The determination of optical coherence tomography (OCT) central subfield thickness (CST) is an objective measure, and visual acuity (VA) is a subjective measure. Therefore, using OCT CST changes as a surrogate for VA changes in diabetic macular edema seems reasonable. However, studies suggest that change in OCT CST following anti-vascular endothelial growth factor (anti-VEGF) treatment for diabetic macular edema is correlated with changes in VA but varies substantially among individuals, and so may not be a good surrogate for changes in VA.To determine associations between changes in VA and changes in OCT CST across 3 anti-VEGF agents (aflibercept, bevacizumab, or ranibizumab) used in a randomized clinical trial for diabetic macular edema.Post hoc analyses were conducted of DRCR Retina Network Protocol T among 652 of 660 participants (98.8%) meeting inclusion criteria for this investigation.
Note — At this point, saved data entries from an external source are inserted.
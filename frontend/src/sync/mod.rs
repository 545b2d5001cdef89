mod controller;

pub use controller::{ArmOutcome, Phase, SyncController, CONFIRM_WINDOW_MS};
//! Full-screen overlay container with a CSS-transition friendly show/hide.
//!
//! The container is always in the DOM under a generated id; visibility is
//! toggled by adding or removing the `show` class a moment after the call,
//! so the stylesheet's transition runs.

use uuid::Uuid;
use web_sys::js_sys;
use yew::{html, Component, Context, Html, NodeRef, Properties};

pub struct ImageOverlay {
    pub id: String,
}

#[derive(Properties, PartialEq)]
pub struct OverlayProps {
    #[prop_or_default]
    pub children: Html,
    pub node_ref: NodeRef,
}

impl Component for ImageOverlay {
    type Message = ();
    type Properties = OverlayProps;

    fn create(_ctx: &Context<Self>) -> Self {
        Self {
            id: format!("overlay-{}", Uuid::new_v4()),
        }
    }

    fn view(&self, ctx: &Context<Self>) -> Html {
        html! {
            <div class="image-overlay" id={self.id.clone()} ref={ctx.props().node_ref.clone()}>
                { ctx.props().children.clone() }
            </div>
        }
    }
}

pub fn open_overlay(overlay_ref: NodeRef) {
    toggle_overlay(overlay_ref, "add");
}

pub fn close_overlay(overlay_ref: NodeRef) {
    toggle_overlay(overlay_ref, "remove");
}

fn toggle_overlay(overlay_ref: NodeRef, operation: &str) {
    if let Some(overlay) = overlay_ref.cast::<web_sys::HtmlElement>() {
        let func = js_sys::Function::new_no_args(&format!(
            "document.querySelector('#{}').classList.{}('show')",
            overlay.id(),
            operation
        ));
        if let Some(window) = web_sys::window() {
            window
                .set_timeout_with_callback_and_timeout_and_arguments_0(&func, 50)
                .ok();
        }
    }
}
The study was conducted between August 22, 2012, and September 23, 2015. The post hoc data collection and analysis were performed from May 29 to July 11, 2018.Six monthly intravitreous anti-VEGF injections (unless success was achieved after 3-5 months) were administered; subsequent injections or focal/grid laser photocoagulation treatments were given as needed per protocol to achieve stability.Association between changes in VA letter score with changes in CST at 12, 52, and 104 weeks after randomization to aflibercept, bevacizumab, or ranibizumab.Of the 652 participants, 304 were women (46.6%); median age was 61 years (interquartile range, 54-67 years). The correlation between CST and VA at the follow-up visits was 0.24 (95% CI, 0.16-0.31) in 616 patients at 12 weeks, 0.31 (95% CI, 0.24-0.38) in 609 patients at 52 weeks, and 0.23 (95% CI, 0.15-0.31) in 566 patients at 104 weeks. The correlation coefficients of change in VA vs change in OCT CST for these time intervals were 0.36 (95% CI, 0.29-0.43) at 12 weeks, 0.36 (95% CI, 0.29-0.43) at 52 weeks, and 0.33 (95% CI, 0.26-0.41) at 104 weeks.Changes in CST appear to account for only a small proportion of the total variation in changes in VA. These findings do not support using changes in OCT CST as a surrogate for changes in VA in phase 3 clinical trials evaluating anti-VEGF for diabetic macular edema or as a guide to inform the physician or patient about changes in VA after anti-VEGF treatment.ClinicalTrials.gov identifier: NCT01627249.